Gun dealer settles for $850K
Perry J. Bruce purchased ten guns between 1994 and 1997 from Jon K. Sauers of Sauers Trading in South Williamsport, Pennsylvania, and dozens from other gun shops in the area. The guns were sold to Bruce legally–he had no record–but Bruce would then go on to illegally resell the guns on the street for a profit, eventually leading to his conviction for gun trafficking in 1998. On April 19, 1999, one of those guns was found by a child under a parked car; that child proceeded to shoot and kill 7-year-old Nafis Jefferson. So, given that someone illegally sold a gun to someone who eventually negligently left on the ground where it was found by someone who then negligently (or worse) killed someone, the mother, with the help of the Brady Center and co-counsel Mark LeWinter, sued… Sauers, who legally sold the gun, and Rossi, who manufactured the gun, and Taurus, which bought Rossi. (Taurus was sued because they failed to “recall and retrofit” the gun with safety devices–as if a Philadelphia thug who leaves his gun under a parked car was going to turn in his illegally possessed gun to be outfitted with a childproof lock.)
As the Philadelphia Inquirer reports,
Sauers testified in a deposition in the Jefferson case that he complied with state and federal law, properly filling out all forms in each sale to Bruce.
But he never asked Bruce why he was buying all the guns.
Asked why he never questioned Bruce, Sauers replied in the deposition: “I don’t know what my reason would be to ask him.
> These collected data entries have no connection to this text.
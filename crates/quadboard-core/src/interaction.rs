//! Edit session state machine.
//!
//! The canvas is either idle or editing a session anchored where the user
//! double-activated empty canvas. Only the host closes a session.

use crate::item::ItemId;
use crate::mapper::{ViewTransform, world_from_screen};
use crate::quadrant::Quadrant;
use kurbo::Point;
use serde::{Deserialize, Serialize};

/// What a gesture landed on, as reported by the input layer.
#[derive(Debug, Clone, PartialEq, Eq, Hash, Serialize, Deserialize)]
pub enum GestureTarget {
    /// Empty canvas area.
    Canvas,
    /// An item rendered by the host.
    Item(ItemId),
}

/// Anchor of an open edit session, captured once when it opens.
#[derive(Debug, Clone, Copy, PartialEq, Serialize)]
pub struct EditSession {
    viewport_point: Point,
    world_point: Point,
}

impl EditSession {
    /// Capture a session at a viewport-space point under the current view.
    pub fn capture(view: &ViewTransform, viewport_point: Point) -> Self {
        Self {
            viewport_point,
            world_point: world_from_screen(view, viewport_point),
        }
    }

    /// Where the gesture happened, in viewport pixels. Anchor for the host's form.
    pub fn viewport_point(&self) -> Point {
        self.viewport_point
    }

    /// Where the new item belongs on the plane.
    pub fn world_point(&self) -> Point {
        self.world_point
    }

    /// Quadrant the session anchor falls in.
    pub fn quadrant(&self) -> Option<Quadrant> {
        Quadrant::of(self.world_point)
    }
}

/// How the host closed a session.
#[derive(Debug, Clone, Copy, PartialEq, Eq, Hash)]
pub enum SessionOutcome {
    Committed,
    Cancelled,
}

/// Why a gesture did not change the state.
#[derive(Debug, Clone, Copy, PartialEq, Eq, Hash)]
pub enum IgnoreReason {
    /// The device reported no pointer position.
    NoPointer,
    /// The gesture landed on an item; the host's item handling owns it.
    OnItem,
    /// A session is already open.
    AlreadyEditing,
    /// Close requested with no open session.
    NotEditing,
}

/// Result of feeding one event to the state machine.
#[derive(Debug, Clone, Copy, PartialEq)]
pub enum Transition {
    Opened(EditSession),
    Closed {
        session: EditSession,
        outcome: SessionOutcome,
    },
    Ignored(IgnoreReason),
}

/// Interaction state of the canvas.
#[derive(Debug, Clone, Copy, PartialEq, Default)]
pub enum InteractionState {
    #[default]
    Idle,
    Editing(EditSession),
}

impl InteractionState {
    pub fn is_editing(&self) -> bool {
        matches!(self, Self::Editing(_))
    }

    /// The open session, if any.
    pub fn session(&self) -> Option<&EditSession> {
        match self {
            Self::Idle => None,
            Self::Editing(session) => Some(session),
        }
    }

    /// Handle a double activation at a viewport-space point.
    pub fn double_activate(
        &mut self,
        view: &ViewTransform,
        pointer: Option<Point>,
        target: &GestureTarget,
    ) -> Transition {
        if self.is_editing() {
            return Transition::Ignored(IgnoreReason::AlreadyEditing);
        }
        if let GestureTarget::Item(_) = target {
            return Transition::Ignored(IgnoreReason::OnItem);
        }
        let Some(pointer) = pointer else {
            return Transition::Ignored(IgnoreReason::NoPointer);
        };

        let session = EditSession::capture(view, pointer);
        *self = Self::Editing(session);
        Transition::Opened(session)
    }

    /// Close the open session, after the host committed its result.
    pub fn commit(&mut self) -> Transition {
        self.close(SessionOutcome::Committed)
    }

    /// Close the open session without a result.
    pub fn cancel(&mut self) -> Transition {
        self.close(SessionOutcome::Cancelled)
    }

    /// Close the open session with `outcome`.
    pub fn close(&mut self, outcome: SessionOutcome) -> Transition {
        match std::mem::take(self) {
            Self::Idle => Transition::Ignored(IgnoreReason::NotEditing),
            Self::Editing(session) => Transition::Closed { session, outcome },
        }
    }
}

#[cfg(test)]
mod tests {
    use super::*;
    use kurbo::Vec2;

    fn view() -> ViewTransform {
        ViewTransform::new(2.0, Vec2::new(50.0, 50.0)).unwrap()
    }

    #[test]
    fn test_starts_idle() {
        let state = InteractionState::default();
        assert_eq!(state, InteractionState::Idle);
        assert!(state.session().is_none());
    }

    #[test]
    fn test_double_activation_on_canvas_opens_session() {
        let mut state = InteractionState::default();
        let transition =
            state.double_activate(&view(), Some(Point::new(120.0, 80.0)), &GestureTarget::Canvas);

        let Transition::Opened(session) = transition else {
            panic!("expected session to open, got {transition:?}");
        };
        assert_eq!(session.viewport_point(), Point::new(120.0, 80.0));
        assert!((session.world_point().x - 35.0).abs() < f64::EPSILON);
        assert!((session.world_point().y - 15.0).abs() < f64::EPSILON);
        assert_eq!(state.session(), Some(&session));
    }

    #[test]
    fn test_double_activation_on_item_is_ignored() {
        let mut state = InteractionState::default();
        let transition = state.double_activate(
            &view(),
            Some(Point::new(1.0, 1.0)),
            &GestureTarget::Item(ItemId::new("a")),
        );
        assert_eq!(transition, Transition::Ignored(IgnoreReason::OnItem));
        assert_eq!(state, InteractionState::Idle);
    }

    #[test]
    fn test_double_activation_without_pointer_is_ignored() {
        let mut state = InteractionState::default();
        let transition = state.double_activate(&view(), None, &GestureTarget::Canvas);
        assert_eq!(transition, Transition::Ignored(IgnoreReason::NoPointer));
        assert!(!state.is_editing());
    }

    #[test]
    fn test_no_nested_sessions() {
        let mut state = InteractionState::default();
        state.double_activate(&view(), Some(Point::new(10.0, 10.0)), &GestureTarget::Canvas);
        let first = *state.session().unwrap();

        let transition =
            state.double_activate(&view(), Some(Point::new(500.0, 500.0)), &GestureTarget::Canvas);
        assert_eq!(transition, Transition::Ignored(IgnoreReason::AlreadyEditing));
        assert_eq!(state.session(), Some(&first));
    }

    #[test]
    fn test_session_does_not_follow_view_changes() {
        let mut state = InteractionState::default();
        state.double_activate(&view(), Some(Point::new(120.0, 80.0)), &GestureTarget::Canvas);

        let panned = ViewTransform::new(0.5, Vec2::new(-300.0, 7.0)).unwrap();
        let under_pointer_now = world_from_screen(&panned, Point::new(120.0, 80.0));
        let session = state.session().unwrap();
        assert!((under_pointer_now.x - session.world_point().x).abs() > 1.0);
        assert!((session.world_point().x - 35.0).abs() < f64::EPSILON);
        assert_eq!(session.viewport_point(), Point::new(120.0, 80.0));
    }

    #[test]
    fn test_commit_and_cancel_return_to_idle() {
        let mut state = InteractionState::default();
        state.double_activate(&view(), Some(Point::new(50.0, 50.0)), &GestureTarget::Canvas);
        let transition = state.commit();
        assert!(matches!(
            transition,
            Transition::Closed {
                outcome: SessionOutcome::Committed,
                ..
            }
        ));
        assert_eq!(state, InteractionState::Idle);

        state.double_activate(&view(), Some(Point::new(50.0, 50.0)), &GestureTarget::Canvas);
        assert!(matches!(
            state.cancel(),
            Transition::Closed {
                outcome: SessionOutcome::Cancelled,
                ..
            }
        ));
        assert_eq!(state, InteractionState::Idle);
    }

    #[test]
    fn test_close_while_idle_is_ignored() {
        let mut state = InteractionState::default();
        assert_eq!(state.cancel(), Transition::Ignored(IgnoreReason::NotEditing));
        assert_eq!(state.commit(), Transition::Ignored(IgnoreReason::NotEditing));
        assert_eq!(state, InteractionState::Idle);
    }

    #[test]
    fn test_session_quadrant() {
        let session = EditSession::capture(&ViewTransform::IDENTITY, Point::new(-20.0, -30.0));
        assert_eq!(session.quadrant(), Some(Quadrant::Second));
    }
}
I didn’t think it was any of my business.”
Sauers settled out of the suit for $850,000. I still haven’t seen an explanation in the Brady Center materials what Sauers was supposed to have done differently, though they emphasize that Bruce was unemployed and used his welfare card for identification. (Is the state of being poor is reason enough to preclude someone from buying a gun?) “There is a risk of liability that is now real for gun sellers all across the country,” the Brady Center’s Dennis Henigan said, and we couldn’t say it better ourselves. (L. Stuart Ditzen, “Dealer settles suit over gunplay”, Aug. 24; AP, Apr. 21; our gun coverage).